• _WORK REQUEST_:
Across the material below, how many lines contain the word "approximate"? Give only the number.

[MATERIALS PROVIDED — start]

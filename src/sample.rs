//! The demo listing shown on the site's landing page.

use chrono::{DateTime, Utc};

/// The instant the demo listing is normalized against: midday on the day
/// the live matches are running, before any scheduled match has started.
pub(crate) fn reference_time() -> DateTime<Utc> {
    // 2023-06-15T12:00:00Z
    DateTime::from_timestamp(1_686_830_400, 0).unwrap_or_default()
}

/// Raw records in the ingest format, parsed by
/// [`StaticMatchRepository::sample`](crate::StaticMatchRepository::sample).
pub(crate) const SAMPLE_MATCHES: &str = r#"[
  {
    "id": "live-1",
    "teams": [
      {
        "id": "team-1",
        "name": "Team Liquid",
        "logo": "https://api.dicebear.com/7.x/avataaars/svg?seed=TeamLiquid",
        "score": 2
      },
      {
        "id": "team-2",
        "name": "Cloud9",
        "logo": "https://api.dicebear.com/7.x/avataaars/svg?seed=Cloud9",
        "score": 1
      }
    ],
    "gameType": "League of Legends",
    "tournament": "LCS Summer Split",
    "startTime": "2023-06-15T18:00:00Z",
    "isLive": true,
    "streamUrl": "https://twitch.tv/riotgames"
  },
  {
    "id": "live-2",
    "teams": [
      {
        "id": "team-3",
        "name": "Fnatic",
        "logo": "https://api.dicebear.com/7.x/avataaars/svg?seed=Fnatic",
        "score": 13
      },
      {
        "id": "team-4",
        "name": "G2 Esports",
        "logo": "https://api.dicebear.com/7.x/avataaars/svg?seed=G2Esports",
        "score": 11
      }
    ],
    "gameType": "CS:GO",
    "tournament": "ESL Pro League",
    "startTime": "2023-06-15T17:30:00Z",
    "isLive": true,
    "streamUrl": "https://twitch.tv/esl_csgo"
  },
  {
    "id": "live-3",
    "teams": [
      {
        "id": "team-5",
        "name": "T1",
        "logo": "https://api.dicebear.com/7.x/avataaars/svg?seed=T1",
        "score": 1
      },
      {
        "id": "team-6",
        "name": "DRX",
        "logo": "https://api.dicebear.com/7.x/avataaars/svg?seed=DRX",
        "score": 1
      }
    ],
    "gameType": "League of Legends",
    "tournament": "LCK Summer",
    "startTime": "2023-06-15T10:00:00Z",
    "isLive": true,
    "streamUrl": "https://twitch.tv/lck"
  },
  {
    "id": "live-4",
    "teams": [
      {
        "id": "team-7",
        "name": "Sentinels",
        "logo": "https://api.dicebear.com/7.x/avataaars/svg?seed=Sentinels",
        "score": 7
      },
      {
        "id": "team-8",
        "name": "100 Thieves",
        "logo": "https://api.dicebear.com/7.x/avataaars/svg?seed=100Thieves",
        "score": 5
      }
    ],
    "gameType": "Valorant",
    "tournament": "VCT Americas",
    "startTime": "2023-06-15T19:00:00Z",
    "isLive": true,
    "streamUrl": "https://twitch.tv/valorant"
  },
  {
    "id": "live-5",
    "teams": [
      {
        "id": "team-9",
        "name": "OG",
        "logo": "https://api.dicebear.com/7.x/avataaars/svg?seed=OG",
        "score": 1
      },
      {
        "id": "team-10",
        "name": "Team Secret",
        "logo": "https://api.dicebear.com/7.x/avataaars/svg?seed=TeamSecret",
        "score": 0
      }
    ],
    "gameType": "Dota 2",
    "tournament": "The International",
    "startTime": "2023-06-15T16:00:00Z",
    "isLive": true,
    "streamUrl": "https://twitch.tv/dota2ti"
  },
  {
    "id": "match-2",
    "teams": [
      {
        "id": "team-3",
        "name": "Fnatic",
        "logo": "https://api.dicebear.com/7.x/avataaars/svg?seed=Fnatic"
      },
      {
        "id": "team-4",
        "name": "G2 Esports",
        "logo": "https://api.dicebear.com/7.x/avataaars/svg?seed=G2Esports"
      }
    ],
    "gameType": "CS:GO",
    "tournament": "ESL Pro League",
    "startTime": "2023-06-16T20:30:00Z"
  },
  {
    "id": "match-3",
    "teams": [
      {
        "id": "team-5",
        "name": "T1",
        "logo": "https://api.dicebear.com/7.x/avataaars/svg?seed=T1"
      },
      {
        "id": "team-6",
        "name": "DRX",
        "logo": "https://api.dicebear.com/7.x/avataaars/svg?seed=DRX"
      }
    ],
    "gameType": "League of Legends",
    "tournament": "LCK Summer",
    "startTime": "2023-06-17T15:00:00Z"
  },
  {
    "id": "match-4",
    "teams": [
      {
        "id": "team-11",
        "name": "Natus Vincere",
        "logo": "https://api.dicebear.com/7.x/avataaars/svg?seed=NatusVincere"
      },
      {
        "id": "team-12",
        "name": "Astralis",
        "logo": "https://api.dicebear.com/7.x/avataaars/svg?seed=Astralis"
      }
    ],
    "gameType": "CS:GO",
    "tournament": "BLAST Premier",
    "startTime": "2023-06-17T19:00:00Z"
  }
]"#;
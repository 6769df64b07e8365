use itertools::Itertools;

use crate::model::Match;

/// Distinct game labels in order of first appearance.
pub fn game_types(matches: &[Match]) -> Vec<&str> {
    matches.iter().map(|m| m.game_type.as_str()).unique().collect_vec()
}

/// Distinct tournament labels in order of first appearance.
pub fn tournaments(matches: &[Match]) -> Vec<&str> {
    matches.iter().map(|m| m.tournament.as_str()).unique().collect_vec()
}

[MATERIALS PROVIDED — finish]
[MATERIALS PROVIDED — start]

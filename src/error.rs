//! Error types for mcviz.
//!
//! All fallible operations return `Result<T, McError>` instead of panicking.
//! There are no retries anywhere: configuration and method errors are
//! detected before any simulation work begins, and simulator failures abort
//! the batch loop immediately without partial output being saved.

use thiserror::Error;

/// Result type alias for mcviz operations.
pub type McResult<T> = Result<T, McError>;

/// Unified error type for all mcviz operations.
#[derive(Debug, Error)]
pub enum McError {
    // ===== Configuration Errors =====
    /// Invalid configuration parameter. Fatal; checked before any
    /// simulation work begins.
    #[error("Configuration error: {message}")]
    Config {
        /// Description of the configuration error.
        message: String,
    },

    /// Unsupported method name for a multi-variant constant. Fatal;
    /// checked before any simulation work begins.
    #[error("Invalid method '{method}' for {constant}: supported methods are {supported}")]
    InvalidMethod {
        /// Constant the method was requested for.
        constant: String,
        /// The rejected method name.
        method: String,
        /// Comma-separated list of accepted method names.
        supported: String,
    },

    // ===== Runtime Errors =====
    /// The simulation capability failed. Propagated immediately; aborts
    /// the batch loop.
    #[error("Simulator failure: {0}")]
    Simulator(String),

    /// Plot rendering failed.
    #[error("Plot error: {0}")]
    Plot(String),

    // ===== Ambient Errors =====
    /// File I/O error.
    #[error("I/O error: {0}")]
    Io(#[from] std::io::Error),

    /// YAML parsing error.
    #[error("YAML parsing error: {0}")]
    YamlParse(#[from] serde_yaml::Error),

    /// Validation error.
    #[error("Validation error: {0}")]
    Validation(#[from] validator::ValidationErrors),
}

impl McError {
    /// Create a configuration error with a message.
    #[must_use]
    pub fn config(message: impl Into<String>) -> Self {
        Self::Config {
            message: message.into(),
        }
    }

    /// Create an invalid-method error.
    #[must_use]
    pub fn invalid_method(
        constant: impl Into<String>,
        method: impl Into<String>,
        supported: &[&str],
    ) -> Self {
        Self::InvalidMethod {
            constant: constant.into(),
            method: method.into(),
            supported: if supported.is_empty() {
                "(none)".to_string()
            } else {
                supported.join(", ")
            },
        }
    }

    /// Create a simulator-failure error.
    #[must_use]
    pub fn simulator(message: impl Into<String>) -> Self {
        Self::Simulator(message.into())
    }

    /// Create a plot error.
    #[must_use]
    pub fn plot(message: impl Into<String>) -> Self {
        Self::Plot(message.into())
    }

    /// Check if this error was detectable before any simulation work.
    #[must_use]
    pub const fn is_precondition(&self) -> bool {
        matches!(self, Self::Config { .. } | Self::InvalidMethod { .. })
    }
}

[MATERIALS PROVIDED — finish]
[MATERIALS PROVIDED — start]

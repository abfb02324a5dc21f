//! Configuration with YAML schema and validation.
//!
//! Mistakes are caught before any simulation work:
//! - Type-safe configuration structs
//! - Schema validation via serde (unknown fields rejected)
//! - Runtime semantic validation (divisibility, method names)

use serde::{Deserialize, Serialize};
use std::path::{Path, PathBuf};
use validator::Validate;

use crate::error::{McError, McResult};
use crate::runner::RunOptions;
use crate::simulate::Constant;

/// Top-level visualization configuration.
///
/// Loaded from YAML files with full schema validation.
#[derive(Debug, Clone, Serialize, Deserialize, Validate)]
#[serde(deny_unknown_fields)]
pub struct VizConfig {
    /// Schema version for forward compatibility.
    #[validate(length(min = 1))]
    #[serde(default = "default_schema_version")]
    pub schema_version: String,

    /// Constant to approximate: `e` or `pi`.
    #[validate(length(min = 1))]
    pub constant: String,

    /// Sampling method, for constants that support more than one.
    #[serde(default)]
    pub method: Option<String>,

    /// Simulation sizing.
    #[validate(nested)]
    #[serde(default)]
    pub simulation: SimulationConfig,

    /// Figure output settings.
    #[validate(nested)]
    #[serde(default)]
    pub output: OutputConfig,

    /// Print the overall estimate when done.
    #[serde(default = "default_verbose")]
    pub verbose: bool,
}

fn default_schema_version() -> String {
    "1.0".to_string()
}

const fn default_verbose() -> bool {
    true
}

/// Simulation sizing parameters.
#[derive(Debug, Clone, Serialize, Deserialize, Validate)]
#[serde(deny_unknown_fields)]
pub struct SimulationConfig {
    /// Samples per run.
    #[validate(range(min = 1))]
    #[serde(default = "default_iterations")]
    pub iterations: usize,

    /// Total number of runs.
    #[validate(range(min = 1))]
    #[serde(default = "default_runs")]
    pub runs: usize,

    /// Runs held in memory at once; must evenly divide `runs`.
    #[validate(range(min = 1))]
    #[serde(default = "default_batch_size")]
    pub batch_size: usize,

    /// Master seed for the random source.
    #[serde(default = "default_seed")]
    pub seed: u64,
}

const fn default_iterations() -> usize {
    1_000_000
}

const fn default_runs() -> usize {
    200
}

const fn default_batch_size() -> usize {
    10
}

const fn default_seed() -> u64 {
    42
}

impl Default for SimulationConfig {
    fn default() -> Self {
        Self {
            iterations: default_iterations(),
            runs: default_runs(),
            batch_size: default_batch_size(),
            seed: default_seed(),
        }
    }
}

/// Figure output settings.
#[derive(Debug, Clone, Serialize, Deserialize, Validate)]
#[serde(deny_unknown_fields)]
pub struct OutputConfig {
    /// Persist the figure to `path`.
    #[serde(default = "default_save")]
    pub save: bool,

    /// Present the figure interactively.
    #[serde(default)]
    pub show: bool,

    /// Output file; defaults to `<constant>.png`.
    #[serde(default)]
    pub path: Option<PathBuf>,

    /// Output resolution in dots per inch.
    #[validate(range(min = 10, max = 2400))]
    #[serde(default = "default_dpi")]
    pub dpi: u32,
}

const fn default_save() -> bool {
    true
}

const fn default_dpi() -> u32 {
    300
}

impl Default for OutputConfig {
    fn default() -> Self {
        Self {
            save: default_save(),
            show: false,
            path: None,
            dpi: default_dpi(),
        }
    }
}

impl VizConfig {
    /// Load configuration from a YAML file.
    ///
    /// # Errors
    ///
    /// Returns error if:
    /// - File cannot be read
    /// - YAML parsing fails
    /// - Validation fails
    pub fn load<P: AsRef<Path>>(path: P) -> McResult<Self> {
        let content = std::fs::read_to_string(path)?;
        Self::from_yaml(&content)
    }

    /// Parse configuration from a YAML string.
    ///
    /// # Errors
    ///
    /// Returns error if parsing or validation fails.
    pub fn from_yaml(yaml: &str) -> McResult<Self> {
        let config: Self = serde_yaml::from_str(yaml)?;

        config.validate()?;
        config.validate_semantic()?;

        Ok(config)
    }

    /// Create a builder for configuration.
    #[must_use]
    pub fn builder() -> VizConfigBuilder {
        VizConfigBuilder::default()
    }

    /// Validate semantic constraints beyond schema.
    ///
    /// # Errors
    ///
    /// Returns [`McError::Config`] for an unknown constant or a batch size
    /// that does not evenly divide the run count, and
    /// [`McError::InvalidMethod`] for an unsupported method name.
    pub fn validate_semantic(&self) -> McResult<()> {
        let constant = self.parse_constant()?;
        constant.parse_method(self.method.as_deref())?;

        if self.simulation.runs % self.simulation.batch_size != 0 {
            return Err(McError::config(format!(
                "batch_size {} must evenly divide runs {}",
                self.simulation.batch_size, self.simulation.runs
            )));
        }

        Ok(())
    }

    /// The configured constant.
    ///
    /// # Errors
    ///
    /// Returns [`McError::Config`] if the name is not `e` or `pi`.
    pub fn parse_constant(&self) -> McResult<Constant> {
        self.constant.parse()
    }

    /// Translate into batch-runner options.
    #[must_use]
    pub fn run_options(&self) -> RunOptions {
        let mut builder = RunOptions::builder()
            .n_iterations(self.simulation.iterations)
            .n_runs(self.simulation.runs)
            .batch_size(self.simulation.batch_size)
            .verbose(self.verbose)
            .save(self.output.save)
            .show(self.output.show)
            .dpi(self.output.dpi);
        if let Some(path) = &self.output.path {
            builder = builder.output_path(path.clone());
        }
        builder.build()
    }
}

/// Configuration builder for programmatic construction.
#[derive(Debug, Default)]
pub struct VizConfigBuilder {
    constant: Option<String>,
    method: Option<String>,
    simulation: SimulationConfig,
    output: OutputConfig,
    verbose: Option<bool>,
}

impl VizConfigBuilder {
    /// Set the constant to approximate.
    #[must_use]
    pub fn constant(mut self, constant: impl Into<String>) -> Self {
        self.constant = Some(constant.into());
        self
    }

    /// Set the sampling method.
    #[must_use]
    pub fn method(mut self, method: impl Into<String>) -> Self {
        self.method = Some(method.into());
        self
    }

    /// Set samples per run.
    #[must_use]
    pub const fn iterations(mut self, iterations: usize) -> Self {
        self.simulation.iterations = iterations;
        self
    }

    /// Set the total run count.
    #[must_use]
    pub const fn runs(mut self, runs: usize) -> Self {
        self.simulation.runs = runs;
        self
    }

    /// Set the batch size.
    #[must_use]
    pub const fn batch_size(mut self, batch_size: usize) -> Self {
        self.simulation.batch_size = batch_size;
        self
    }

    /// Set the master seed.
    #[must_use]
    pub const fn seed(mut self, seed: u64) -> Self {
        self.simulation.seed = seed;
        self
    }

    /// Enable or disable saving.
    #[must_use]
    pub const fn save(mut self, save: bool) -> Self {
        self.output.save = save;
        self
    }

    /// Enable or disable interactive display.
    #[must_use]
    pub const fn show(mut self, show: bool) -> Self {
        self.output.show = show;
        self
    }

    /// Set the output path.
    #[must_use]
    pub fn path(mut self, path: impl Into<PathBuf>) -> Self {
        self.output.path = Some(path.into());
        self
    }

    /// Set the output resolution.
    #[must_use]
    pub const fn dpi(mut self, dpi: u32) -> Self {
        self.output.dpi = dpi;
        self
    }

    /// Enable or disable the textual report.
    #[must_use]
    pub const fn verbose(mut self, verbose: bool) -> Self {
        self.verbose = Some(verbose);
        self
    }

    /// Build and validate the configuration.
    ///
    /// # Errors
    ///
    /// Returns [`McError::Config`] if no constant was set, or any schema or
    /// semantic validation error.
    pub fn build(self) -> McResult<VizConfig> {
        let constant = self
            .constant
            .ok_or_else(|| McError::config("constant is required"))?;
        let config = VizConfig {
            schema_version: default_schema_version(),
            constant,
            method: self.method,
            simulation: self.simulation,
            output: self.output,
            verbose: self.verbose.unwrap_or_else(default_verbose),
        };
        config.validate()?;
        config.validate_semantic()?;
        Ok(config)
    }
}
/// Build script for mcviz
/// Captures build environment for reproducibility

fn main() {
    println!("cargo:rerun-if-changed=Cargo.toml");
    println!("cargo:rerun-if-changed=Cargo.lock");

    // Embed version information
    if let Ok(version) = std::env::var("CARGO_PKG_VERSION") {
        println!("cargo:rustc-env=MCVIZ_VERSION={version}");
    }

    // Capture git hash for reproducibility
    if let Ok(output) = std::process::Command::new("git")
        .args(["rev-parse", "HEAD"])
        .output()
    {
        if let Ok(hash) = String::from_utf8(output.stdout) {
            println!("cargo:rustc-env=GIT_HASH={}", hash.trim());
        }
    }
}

[MATERIALS PROVIDED — finish]

• _EXERCISE ANSWER_:
2